**WORK REQUEST:** Exactly the lines from the top of the records below through the one containing "the resolved seed." must be set down, with no line added or dropped.

───── RECORDS PROVIDED

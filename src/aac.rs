//! AAC board pool and concept selection.
//!
//! The pool groups speakable concepts by category chip. A board request
//! names the categories it wants, a tile count, and a seed string; the
//! selection is a seeded shuffle so `seed=today` gives every child the same
//! board for the whole day while `seed=random` reshuffles per request.

use rand::rngs::StdRng;
use rand::seq::SliceRandom;
use rand::SeedableRng;

use crate::config::BoardCategory;
use crate::seeds;
use crate::util::stable_seed;

pub const DEFAULT_BOARD_SIZE: usize = 12;
pub const MAX_BOARD_SIZE: usize = 40;

#[derive(Clone)]
pub struct BoardPool {
  categories: Vec<BoardCategory>,
  pub image_base_url: String,
}

impl BoardPool {
  /// Built-in pool, optionally overridden by TOML config.
  pub fn from_config(cfg: Option<&crate::config::BoardConfig>) -> Self {
    let categories = cfg
      .map(|c| c.categories.clone())
      .filter(|c| !c.is_empty())
      .unwrap_or_else(seeds::default_board_pool);
    let image_base_url = cfg
      .and_then(|c| c.image_base_url.clone())
      .unwrap_or_else(|| "/assets/aac".to_string());
    BoardPool { categories, image_base_url }
  }

  pub fn category_names(&self) -> Vec<String> {
    self.categories.iter().map(|c| c.name.clone()).collect()
  }

  pub fn concept_count(&self) -> usize {
    self.categories.iter().map(|c| c.concepts.len()).sum()
  }

  /// Pick up to `size` concepts from the named categories (all categories
  /// when `cats` is empty or "all"), shuffled by the resolved seed.
  /// Duplicates across categories are dropped, first occurrence wins.
  pub fn select_concepts(&self, cats: &[String], size: usize, seed: &str) -> Vec<String> {
    let wanted: Vec<&BoardCategory> = if cats.is_empty() || cats.iter().any(|c| c == "all") {
      self.categories.iter().collect()
    } else {
      self
        .categories
        .iter()
        .filter(|c| cats.iter().any(|w| w.eq_ignore_ascii_case(&c.name)))
        .collect()
    };

    let mut pool: Vec<String> = Vec::new();
    for cat in wanted {
      for concept in &cat.concepts {
        let key = concept.to_lowercase();
        if !pool.iter().any(|p: &String| p.to_lowercase() == key) {
          pool.push(concept.clone());
        }
      }
    }

    let mut rng = StdRng::seed_from_u64(stable_seed(seed));
    pool.shuffle(&mut rng);
    pool.truncate(size.clamp(1, MAX_BOARD_SIZE));
    pool
  }

  pub fn image_url_for(&self, concept: &str) -> String {
    let slug: String = concept
      .to_lowercase()
      .chars()
      .map(|c| if c.is_ascii_alphanumeric() { c } else { '-' })
      .collect();
    format!("{}/{}.png", self.image_base_url.trim_end_matches('/'), slug)
  }
}

#[cfg(test)]
mod tests {
  use super::*;
  use std::collections::HashSet;

  fn pool() -> BoardPool {
    BoardPool::from_config(None)
  }

  #[test]
  fn same_seed_gives_same_board() {
    let p = pool();
    let a = p.select_concepts(&[], 12, "2024-06-01");
    let b = p.select_concepts(&[], 12, "2024-06-01");
    assert_eq!(a, b);
  }

  #[test]
  fn different_seeds_usually_differ() {
    let p = pool();
    let a = p.select_concepts(&[], 12, "seed-a");
    let b = p.select_concepts(&[], 12, "seed-b");
    assert_ne!(a, b);
  }

  #[test]
  fn selection_respects_size_and_uniqueness() {
    let p = pool();
    let picked = p.select_concepts(&[], 8, "today");
    assert_eq!(picked.len(), 8);
    let keys: HashSet<String> = picked.iter().map(|c| c.to_lowercase()).collect();
    assert_eq!(keys.len(), picked.len());
  }

  #[test]
  fn category_filter_limits_the_pool() {
    let p = pool();
    let picked = p.select_concepts(&["food".into()], 20, "x");
    assert!(picked.len() <= 6);
    for concept in &picked {
      assert!(
        ["Water", "Food", "Eat", "Drink", "Fruit", "Milk"].contains(&concept.as_str()),
        "{concept} not a food concept"
      );
    }
  }

  #[test]
  fn image_urls_are_slugged() {
    let p = pool();
    assert_eq!(p.image_url_for("Water"), "/assets/aac/water.png");
  }
}
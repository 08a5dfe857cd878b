//! Saarthi · Therapy Backend
//!
//! - Axum HTTP + WebSocket API (AAC boards, i18n, therapy store, mini-game)
//! - Optional upstream language provider (via environment variables)
//! - Static SPA fallback (./static/index.html)
//!
//! Important env variables:
//!   PORT                 : u16 (default 3000)
//!   SAARTHI_PROVIDER_URL : enables translation/TTS/STT proxying if present
//!   SAARTHI_PROVIDER_KEY : bearer token for the provider (optional)
//!   SAARTHI_CONFIG_PATH  : path to TOML config (board pool + datasets)
//!   SAARTHI_STORE_PATH   : therapy store snapshot file (default: data dir)
//!   SAARTHI_DATASETS     : comma-separated dataset names (fallback when
//!                          the TOML config lists none)
//!   SAARTHI_DATA_REFRESH_MINUTES : dataset refresh interval (default 60)
//!   LOG_LEVEL            : tracing filter, e.g. "debug" or full directives
//!   LOG_FORMAT           : "pretty" (default) or "json"

mod telemetry;
mod util;
mod domain;
mod config;
mod seeds;
mod game;
mod store;
mod i18n;
mod aac;
mod datasets;
mod suggest;
mod provider;
mod speech;
mod state;
mod protocol;
mod ops;
mod report;
mod routes;

use std::{net::SocketAddr, sync::Arc};
use tokio::net::TcpListener;
use tracing::{info, instrument};

use crate::routes::build_router;
use crate::state::AppState;

#[instrument(level = "info", skip_all)]
#[tokio::main]
async fn main() -> Result<(), Box<dyn std::error::Error>> {
  telemetry::init_tracing();

  // Build shared application state (store, board pool, provider client).
  let state = Arc::new(AppState::new());
  state.log_inventory().await;

  // Refresh dataset samples now and on an interval (first tick fires
  // immediately).
  let refresh_state = state.clone();
  tokio::spawn(async move {
    let minutes = std::env::var("SAARTHI_DATA_REFRESH_MINUTES")
      .ok()
      .and_then(|m| m.parse::<u64>().ok())
      .filter(|m| *m > 0)
      .unwrap_or(60);
    let mut tick = tokio::time::interval(std::time::Duration::from_secs(minutes * 60));
    loop {
      tick.tick().await;
      refresh_state.datasets.refresh_all().await;
    }
  });

  // Build the HTTP router with routes, CORS and tracing layers.
  let app = build_router(state.clone());

  // Read port from env or default to 3000.
  let addr: SocketAddr = std::env::var("PORT")
    .ok()
    .and_then(|p| p.parse::<u16>().ok())
    .map(|port| SocketAddr::from(([0, 0, 0, 0], port)))
    .unwrap_or_else(|| SocketAddr::from(([0, 0, 0, 0], 3000)));

  let listener = TcpListener::bind(addr).await?;
  info!(target: "saarthi_backend", %addr, "HTTP server listening");

  let shutdown_state = state.clone();
  axum::serve(listener, app)
    .with_graceful_shutdown(async move {
      if let Err(e) = tokio::signal::ctrl_c().await {
        tracing::error!(target: "saarthi_backend", error = %e, "Failed to listen for shutdown signal");
        return;
      }
      info!(target: "saarthi_backend", "Shutdown signal received; persisting store");
      shutdown_state.store.persist().await;
    })
    .await?;
  Ok(())
}
//! Small utility helpers used across modules.

use rand::Rng;

/// Resolve a board seed string to a numeric RNG seed.
///
///   seed=today  -> stable board per UTC day
///   seed=random -> changes every request
///   seed=any    -> stable by that string
pub fn stable_seed(seed: &str) -> u64 {
  if seed == "random" {
    return rand::thread_rng().gen();
  }

  let owned;
  let effective = if seed == "today" {
    owned = chrono::Utc::now().format("%Y-%m-%d").to_string();
    owned.as_str()
  } else {
    seed
  };

  // FNV-1a: cheap, stable across runs (unlike the std hasher).
  let mut hash: u64 = 0xcbf29ce484222325;
  for byte in effective.as_bytes() {
    hash ^= u64::from(*byte);
    hash = hash.wrapping_mul(0x100000001b3);
  }
  hash
}

/// Log-safe truncation for large strings.
/// Avoids spamming logs with huge request/response payloads.
pub fn trunc_for_log(s: &str, max: usize) -> String {
  if s.len() <= max {
    s.to_string()
  } else {
    let mut end = max;
    while !s.is_char_boundary(end) {
      end -= 1;
    }
    format!("{}… ({} bytes total)", &s[..end], s.len())
  }
}

#[cfg(test)]
mod tests {
  use super::*;

  #[test]
  fn literal_seeds_are_stable() {
    assert_eq!(stable_seed("board-a"), stable_seed("board-a"));
    assert_ne!(stable_seed("board-a"), stable_seed("board-b"));
  }

  #[test]
  fn today_is_stable_within_a_day() {
    assert_eq!(stable_seed("today"), stable_seed("today"));
  }

  #[test]
  fn truncation_respects_char_boundaries() {
    let s = "पानी पानी पानी";
    let t = trunc_for_log(s, 5);
    assert!(t.contains("bytes total"));
    let _ = trunc_for_log("short", 100);
  }
}
//! Loading service configuration (board pool + dataset inventory) from TOML.
//!
//! See `AppConfig` for the expected schema. Everything is optional; built-in
//! defaults from `seeds` keep the service useful without any config file.

use serde::Deserialize;
use tracing::{error, info};

#[derive(Clone, Debug, Deserialize, Default)]
pub struct AppConfig {
  #[serde(default)]
  pub board: Option<BoardConfig>,
  #[serde(default)]
  pub datasets: Vec<DatasetCfg>,
}

/// AAC board pool override. Categories are ordered; concepts keep their
/// listed order before the seeded shuffle.
#[derive(Clone, Debug, Deserialize)]
pub struct BoardConfig {
  #[serde(default)] pub image_base_url: Option<String>,
  #[serde(default)] pub categories: Vec<BoardCategory>,
}

#[derive(Clone, Debug, Deserialize)]
pub struct BoardCategory {
  pub name: String,
  pub concepts: Vec<String>,
}

/// One dataset in the inventory. With a `source_url` the refresh task
/// pulls rows from it; without one the builtin demo rows apply.
#[derive(Clone, Debug, Deserialize)]
pub struct DatasetCfg {
  pub name: String,
  #[serde(default)] pub source_url: Option<String>,
}

/// Dataset names from SAARTHI_DATASETS (comma-separated), used when the
/// TOML config lists none.
pub fn datasets_from_env() -> Vec<DatasetCfg> {
  std::env::var("SAARTHI_DATASETS")
    .unwrap_or_default()
    .split(',')
    .map(str::trim)
    .filter(|n| !n.is_empty())
    .map(|n| DatasetCfg { name: n.to_string(), source_url: None })
    .collect()
}

/// Attempt to load `AppConfig` from SAARTHI_CONFIG_PATH. On any parsing/IO
/// error, returns None and the defaults apply.
pub fn load_config_from_env() -> Option<AppConfig> {
  let path = std::env::var("SAARTHI_CONFIG_PATH").ok()?;
  match std::fs::read_to_string(&path) {
    Ok(s) => match toml::from_str::<AppConfig>(&s) {
      Ok(cfg) => {
        info!(target: "saarthi_backend", %path, "Loaded config (TOML)");
        Some(cfg)
      }
      Err(e) => {
        error!(target: "saarthi_backend", %path, error = %e, "Failed to parse TOML config");
        None
      }
    },
    Err(e) => {
      error!(target: "saarthi_backend", %path, error = %e, "Failed to read TOML config file");
      None
    }
  }
}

──────────

**SOLUTION TO THIS EXERCISE:**
filename src/aac.rs
//! AAC board pool and concept selection.
//!
//! The pool groups speakable concepts by category chip. A board request
//! names the categories it wants, a tile count, and a seed string; the
//! selection is a seeded shuffle so `seed=today` gives every child the same
//! board for the whole day while `seed=random` reshuffles per request.

use rand::rngs::StdRng;
use rand::seq::SliceRandom;
use rand::SeedableRng;

use crate::config::BoardCategory;
use crate::seeds;
use crate::util::stable_seed;

pub const DEFAULT_BOARD_SIZE: usize = 12;
pub const MAX_BOARD_SIZE: usize = 40;

#[derive(Clone)]
pub struct BoardPool {
  categories: Vec<BoardCategory>,
  pub image_base_url: String,
}

impl BoardPool {
  /// Built-in pool, optionally overridden by TOML config.
  pub fn from_config(cfg: Option<&crate::config::BoardConfig>) -> Self {
    let categories = cfg
      .map(|c| c.categories.clone())
      .filter(|c| !c.is_empty())
      .unwrap_or_else(seeds::default_board_pool);
    let image_base_url = cfg
      .and_then(|c| c.image_base_url.clone())
      .unwrap_or_else(|| "/assets/aac".to_string());
    BoardPool { categories, image_base_url }
  }

  pub fn category_names(&self) -> Vec<String> {
    self.categories.iter().map(|c| c.name.clone()).collect()
  }

  pub fn concept_count(&self) -> usize {
    self.categories.iter().map(|c| c.concepts.len()).sum()
  }

  /// Pick up to `size` concepts from the named categories (all categories
  /// when `cats` is empty or "all"), shuffled by the resolved seed.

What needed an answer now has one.